The electromagnetic spectrum is often subdivided into various classes, bands, channels, etc., based on frequency/wavelength. In 5G NR, two initial operating bands have been identified as frequency range designations FR1 (410 MHz to 7.125 GHz) and FR2 (24.25 GHz to 52.6 GHz). Although parts of FR1 are greater than 6 GHz, FR1 is often referred to (interchangeably) as the “sub-6 GHz” band in various documents and papers. Despite being different from the extremely high frequency (EHF) band (30 GHz to 300 GHz), which is identified as the "millimeter wave" band by the International Telecommunication Union (ITU), it is often referred to in literature and papers as "millimeter wave" ( A similar nomenclature issue sometimes arises with FR2, which is referred to (interchangeably).

Frequencies between FR1 and FR2 are often referred to as mid-band frequencies. Recent 5G NR studies have identified the operating band for these mid-band frequencies as the frequency range designation FR3 (7.125 GHz to 24.25 GHz).

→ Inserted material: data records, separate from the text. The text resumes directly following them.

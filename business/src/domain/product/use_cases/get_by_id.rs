use async_trait::async_trait;

use crate::domain::product::model::Product;
use crate::domain::product::value_objects::Retailer;

pub struct GetProductParams {
    pub product_id: String,
    /// When set, only that retailer's aggregator is consulted.
    pub retailer: Option<Retailer>,
}

/// Looks a product up across the registered aggregators. Not-found and
/// lookup failure both surface as `None`.
#[async_trait]
pub trait GetProductUseCase: Send + Sync {
    async fn execute(&self, params: GetProductParams) -> Option<Product>;
}
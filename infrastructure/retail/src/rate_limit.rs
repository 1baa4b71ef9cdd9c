use std::sync::{Mutex, PoisonError};
use std::time::Duration;

use tokio::time::Instant;

/// Minimum-interval gate in front of one aggregator's outgoing requests.
///
/// `acquire` reserves the next issuance slot and suspends the caller
/// until that slot arrives. The reservation is taken under the lock but
/// the wait happens outside it, so concurrent callers serialize their
/// *issuance* times without waiting on each other's responses. Each
/// aggregator owns exactly one instance; the slot is its only mutable
/// state.
pub struct RateLimiter {
    min_interval: Duration,
    next_slot: Mutex<Option<Instant>>,
}

impl RateLimiter {
    pub fn new(min_interval: Duration) -> Self {
        Self {
            min_interval,
            next_slot: Mutex::new(None),
        }
    }

    /// Gate for a ceiling of `requests_per_second` calls per second.
    pub fn per_second(requests_per_second: u32) -> Self {
        let requests = u64::from(requests_per_second.max(1));
        Self::new(Duration::from_millis(1000 / requests))
    }

    pub async fn acquire(&self) {
        let slot = {
            let mut next = self
                .next_slot
                .lock()
                .unwrap_or_else(PoisonError::into_inner);
            let now = Instant::now();
            let at = match *next {
                Some(reserved) if reserved > now => reserved,
                _ => now,
            };
            *next = Some(at + self.min_interval);
            at
        };
        tokio::time::sleep_until(slot).await;
    }

    pub fn min_interval(&self) -> Duration {
        self.min_interval
    }
}

#[cfg(test)]
mod tests {
    use super::*;
    use std::sync::Arc;

    #[test]
    fn should_derive_interval_from_requests_per_second() {
        assert_eq!(
            RateLimiter::per_second(1).min_interval(),
            Duration::from_millis(1000)
        );
        assert_eq!(
            RateLimiter::per_second(2).min_interval(),
            Duration::from_millis(500)
        );
        // A zero ceiling would divide by zero; it clamps to one.
        assert_eq!(
            RateLimiter::per_second(0).min_interval(),
            Duration::from_millis(1000)
        );
    }

    #[tokio::test(start_paused = true)]
    async fn should_space_consecutive_acquisitions_by_the_interval() {
        let limiter = RateLimiter::per_second(2);
        let start = Instant::now();

        limiter.acquire().await;
        limiter.acquire().await;
        assert!(start.elapsed() >= Duration::from_millis(500));

        limiter.acquire().await;
        assert!(start.elapsed() >= Duration::from_millis(1000));
    }

    #[tokio::test(start_paused = true)]
    async fn should_not_delay_the_first_acquisition() {
        let limiter = RateLimiter::per_second(1);
        let start = Instant::now();

        limiter.acquire().await;
        assert_eq!(start.elapsed(), Duration::ZERO);
    }

    #[tokio::test(start_paused = true)]
    async fn should_not_delay_after_an_idle_period() {
        let limiter = RateLimiter::per_second(1);
        limiter.acquire().await;

        tokio::time::advance(Duration::from_secs(5)).await;
        let before = Instant::now();
        limiter.acquire().await;
        assert_eq!(before.elapsed(), Duration::ZERO);
    }

    #[tokio::test(start_paused = true)]
    async fn should_serialize_concurrent_acquirers() {
        let limiter = Arc::new(RateLimiter::per_second(1));
        let start = Instant::now();

        tokio::join!(limiter.acquire(), limiter.acquire());
        assert!(start.elapsed() >= Duration::from_secs(1));
    }
}
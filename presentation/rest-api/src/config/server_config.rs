use std::env;

/// Server configuration for the HTTP listener.
#[derive(Debug, Clone)]
pub struct ServerConfig {
    pub ip: String,
    pub port: String,
}

impl ServerConfig {
    /// Load server configuration from environment variables
    ///
    /// Environment variables:
    /// - SERVICE_IP: IP address to bind (default: "127.0.0.1")
    /// - SERVICE_PORT: Port to bind (default: "4000")
    pub fn from_env() -> Self {
        let ip = env::var("SERVICE_IP").unwrap_or_else(|_| "127.0.0.1".to_string());
        let port = env::var("SERVICE_PORT").unwrap_or_else(|_| "4000".to_string());

        Self { ip, port }
    }

    /// Get the bind address as "ip:port"
    pub fn bind_address(&self) -> String {
        format!("{}:{}", self.ip, self.port)
    }
}
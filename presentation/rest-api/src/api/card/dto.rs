use poem_openapi::Object;
use serde::{Deserialize, Serialize};

use business::domain::card::model::{CardSearchQuery, OutfitCard, ProductLink};

use crate::api::product::dto::RetailerDto;

/// Loose filter shape as the UI sends it; enum values are plain strings
/// and anything unparseable is dropped server side.
#[derive(Debug, Clone, Object)]
pub struct CardSearchRequest {
    #[oai(skip_serializing_if_is_none)]
    pub query: Option<String>,
    #[oai(skip_serializing_if_is_none)]
    pub category: Option<String>,
    #[oai(skip_serializing_if_is_none)]
    pub event_type: Option<String>,
    #[oai(skip_serializing_if_is_none)]
    pub size: Option<String>,
    #[oai(skip_serializing_if_is_none)]
    pub price_min: Option<f64>,
    #[oai(skip_serializing_if_is_none)]
    pub price_max: Option<f64>,
    #[oai(skip_serializing_if_is_none)]
    pub brand: Option<String>,
    #[oai(skip_serializing_if_is_none)]
    pub color: Option<String>,
    #[oai(skip_serializing_if_is_none)]
    pub retailers: Option<Vec<String>>,
    #[oai(skip_serializing_if_is_none)]
    pub limit: Option<u64>,
    #[oai(skip_serializing_if_is_none)]
    pub offset: Option<u64>,
}

impl From<CardSearchRequest> for CardSearchQuery {
    fn from(request: CardSearchRequest) -> Self {
        CardSearchQuery {
            query: request.query,
            category: request.category,
            event_type: request.event_type,
            size: request.size,
            price_min: request.price_min,
            price_max: request.price_max,
            brand: request.brand,
            color: request.color,
            retailers: request.retailers,
            limit: request.limit.map(|value| value as usize),
            offset: request.offset.map(|value| value as usize),
        }
    }
}

#[derive(Debug, Clone, Serialize, Deserialize, Object)]
pub struct ProductLinkDto {
    pub url: String,
    pub retailer: RetailerDto,
    pub price: f64,
    #[oai(skip_serializing_if_is_none)]
    pub affiliate_url: Option<String>,
}

impl From<ProductLink> for ProductLinkDto {
    fn from(link: ProductLink) -> Self {
        Self {
            url: link.url,
            retailer: link.retailer.into(),
            price: link.price,
            affiliate_url: link.affiliate_url,
        }
    }
}

#[derive(Debug, Clone, Serialize, Deserialize, Object)]
pub struct CardOwnerDto {
    pub display_name: String,
    pub avatar_url: String,
}

#[derive(Debug, Clone, Serialize, Deserialize, Object)]
pub struct OutfitCardDto {
    pub id: String,
    pub images: Vec<String>,
    pub title: String,
    pub price: f64,
    #[oai(skip_serializing_if_is_none)]
    pub brand: Option<String>,
    /// Always false for aggregated retail items
    pub is_rentable: bool,
    pub product_links: Vec<ProductLinkDto>,
    pub source: String,
    pub owner: CardOwnerDto,
}

impl From<OutfitCard> for OutfitCardDto {
    fn from(card: OutfitCard) -> Self {
        Self {
            id: card.id,
            images: card.images,
            title: card.title,
            price: card.price,
            brand: card.brand,
            is_rentable: card.is_rentable,
            product_links: card.product_links.into_iter().map(Into::into).collect(),
            source: card.source,
            owner: CardOwnerDto {
                display_name: card.owner.display_name,
                avatar_url: card.owner.avatar_url,
            },
        }
    }
}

Frequency bands falling within FR3 may inherit FR1 characteristics and/or FR2 characteristics, thus effectively extending the characteristics of FR1 and/or FR2 to mid-band frequencies. Additionally, higher frequency bands are currently being explored to extend 5G NR operation beyond 52.6 GHz. For example, three higher operating bands have been identified as frequency range designations FR4a or FR4-1 (52.6 GHz to 71 GHz), FR4 (52.6 GHz to 114.25 GHz), and FR5 (114.25 GHz to 300 GHz). Each of these higher frequency bands falls within the EHF band.

With the above aspects in mind, unless specifically stated otherwise, the term "sub 6 GHz" etc. when used herein may broadly refer to frequencies that may be below 6 GHz, may be within FR1, or may be mid-band. It should be understood that frequencies may also be included. Additionally, unless specifically stated otherwise, the term "millimeter wave," etc., when used herein, may include mid-band frequencies or within FR2, FR4, FR4-a or FR4-1, and/or FR5. It should be understood that it may represent a wide range of frequencies that may or may not be within the EHF band.

Base station 102 may include and/or be referred to as an eNB, gNodeB (gNB), or other type of base station, whether a small cell 102' or a large cell (e.g., macro base station). Some base stations, such as gNB 180, may operate in the typical sub-6 GHz spectrum, at millimeter wave frequencies, and/or near millimeter wave frequencies when communicating with UE 104. When gNB 180 operates at millimeter wave or near millimeter wave frequencies, gNB 180 may be referred to as a millimeter wave base station. Millimeter wave base station 180 may utilize beamforming 182 with UE 104 to compensate for path loss and short range. Base station 180 and UE 104 may each include a plurality of antennas, such as antenna elements, antenna panels, and/or antenna arrays, to facilitate beamforming.

Base station 180 may transmit a beamformed signal to UE 104 in one or more transmission directions 182'. UE 104 may receive a beamformed signal from base station 180 in one or more reception directions 182''. UE 104 may also transmit a beamformed signal to base station 180 in one or more transmission directions. Base station 180 may receive a beamformed signal from UE 104 in one or more reception directions. Base station 180 / UE 104 may perform beam training to determine the best reception and transmission directions for base station 180 / UE 104, respectively. The transmit and receive directions for base station 180 may or may not be the same. The transmit and receive directions for UE 104 may or may not be the same.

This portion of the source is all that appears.